Concussions Age the Brain

Concussion litigation

Concussions, and even milder head injuries, might speed up the pace at which your brain naturally ages.  Injuries to the head cause signaling pathways in the brain to break down more quickly than they would if the injury had never been sustained.

Concussion Research from U.Michigan

The University of Michigan School of Kinesiology and Health System examined college studentsand compared those with a history of concussions to those without.  They found significant differences in balance, gait, and the brain’s electrical activity.  Interestingly, the differences were seen in attention and impulse control. As we age, the connections between the neurons in our brain become less smooth and less straight. The pathways breakdown and so the connections go more slowly.
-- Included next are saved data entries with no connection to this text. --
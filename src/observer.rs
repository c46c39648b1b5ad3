// Change notification for store observers

use crate::filter::StatusFilter;
use crate::store::{Counts, Mode};
use crate::task::{DraftField, Status, Task, TaskEntry};
use serde::Serialize;
use std::sync::Arc;

/// What a successful mutation did
#[derive(Debug, Clone, PartialEq, Eq, Serialize)]
#[serde(tag = "kind", rename_all = "snake_case")]
pub enum Change {
    DraftEdited { field: DraftField },
    Appended { index: usize },
    Replaced { index: usize },
    StatusChanged { index: usize, status: Status },
    Deleted { index: usize },
    EditStarted { index: usize },
    EditCancelled,
    FilterChanged { filter: StatusFilter },
}

impl Change {
    /// Whether the rendered task list may look different after this change
    pub fn touches_list(&self) -> bool {
        // Edit start/cancel move the edit marker
        !matches!(self, Change::DraftEdited { .. })
    }

    /// Whether the rendered draft form may look different after this change
    pub fn touches_draft(&self) -> bool {
        match self {
            Change::DraftEdited { .. }
            | Change::Appended { .. }
            | Change::Replaced { .. }
            | Change::EditStarted { .. }
            | Change::EditCancelled => true,
            // Deleting the edit target drops back to add mode
            Change::Deleted { .. } => true,
            Change::StatusChanged { .. } | Change::FilterChanged { .. } => false,
        }
    }
}

/// Immutable view of the store at one revision
///
/// The task list is shared with the store until the next mutation, which
/// copies it, so a snapshot never changes after it is taken.
#[derive(Debug, Clone, Serialize)]
pub struct Snapshot {
    pub revision: u64,
    pub mode: Mode,
    pub filter: StatusFilter,
    pub draft: Task,
    pub counts: Counts,
    pub tasks: Arc<Vec<TaskEntry>>,
}

impl Snapshot {
    pub fn task(&self, index: usize) -> Option<&Task> {
        self.tasks.get(index).map(|entry| &entry.task)
    }

    /// Tasks visible under the snapshot's filter, in list order
    pub fn visible(&self) -> Vec<&Task> {
        self.tasks
            .iter()
            .map(|entry| &entry.task)
            .filter(|task| self.filter.matches(task))
            .collect()
    }

    /// Whether two snapshots share the same task list allocation
    pub fn shares_tasks_with(&self, other: &Snapshot) -> bool {
        Arc::ptr_eq(&self.tasks, &other.tasks)
    }
}

/// Receives a notification after every successful store mutation
pub trait StoreObserver {
    fn on_change(&mut self, change: &Change, snapshot: &Snapshot);
}

impl<F> StoreObserver for F
where
    F: FnMut(&Change, &Snapshot),
{
    fn on_change(&mut self, change: &Change, snapshot: &Snapshot) {
        self(change, snapshot)
    }
}

#[cfg(test)]
mod tests {
    use super::*;

    #[test]
    fn test_draft_only_changes_skip_list() {
        assert!(!Change::DraftEdited { field: DraftField::Name }.touches_list());
        assert!(Change::EditCancelled.touches_list());
        assert!(Change::Appended { index: 0 }.touches_list());
        assert!(Change::FilterChanged { filter: StatusFilter::All }.touches_list());
    }

    #[test]
    fn test_list_only_changes_skip_draft() {
        let change = Change::StatusChanged {
            index: 0,
            status: Status::Complete,
        };
        assert!(!change.touches_draft());
        assert!(!Change::FilterChanged { filter: StatusFilter::Complete }.touches_draft());
        assert!(Change::Replaced { index: 1 }.touches_draft());
    }

    #[test]
    fn test_change_serialization() {
        let json = serde_json::to_string(&Change::Deleted { index: 3 }).unwrap();
        assert_eq!(json, r#"{"kind":"deleted","index":3}"#);
    }
}
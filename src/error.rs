// Errors returned by store operations

#[derive(Debug, Clone, PartialEq, Eq, thiserror::Error)]
pub enum StoreError {
    #[error("index {index} out of range (task list has {len} entries)")]
    IndexOutOfRange { index: usize, len: usize },
}

pub type Result<T> = std::result::Result<T, StoreError>;
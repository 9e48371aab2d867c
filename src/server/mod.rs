//! Server module: the resource registry, the shared host and the HTTP surface
//!
//! - [`ResourceRegistry`] holds every registered resource per version
//! - [`ResourceHost`] bundles the registry with the store and cache
//! - [`ApiView`] resolves and runs calls, [`router`] exposes it over axum
//! - [`verify_resources`] checks declarations before serving

pub mod builder;
pub mod host;
pub mod registry;
pub mod router;
pub mod verify;
pub mod view;

pub use builder::ServerBuilder;
pub use host::ResourceHost;
pub use registry::{RegisteredResource, RegistryBuilder, ResourceRegistry};
pub use router::{ApiState, build_api_routes};
pub use verify::{VerifyError, VerifyReport, verify_resources};
pub use view::{ApiCall, ApiMiddleware, ApiView, ListQuery, ResolveInfo};
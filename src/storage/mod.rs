//! Storage implementations for different backends

pub mod in_memory;

pub use in_memory::{InMemoryCache, InMemoryObjectStore};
Most disturbingly, the declines were not short term — they were seen in the brain injury group as far as six years from the head injury. The differences between the groups was slight, but measurable.

Don’t Panic

Steven Broglio is an assistant professor of kinesiology and director of the Neurotrama Research Laboratory and wants to emphasize that people should not panic.  Having a head injury in no way guarantees that your brain will age faster or that you will develop Alzheimer’s, scientists are not sure yet how these things interact or why head trauma might cause accelerated aging. Other things also impact the aging of your brain, including drugs, physical exercise, and “exercising” your brain.  It is likely that concussions are just one factor out of many.  It is also likely that one concussion isn’t enough to do the damage — it is repeated head injuries that really heighten your risk.

Future Study

The group of researches is planning to expand the study beyond just college students and look at people in their 20s, 40, and 60s.  They hope to compare the differences over time between people who had concussions in high school and those who did not and to see how those differences play out longterm.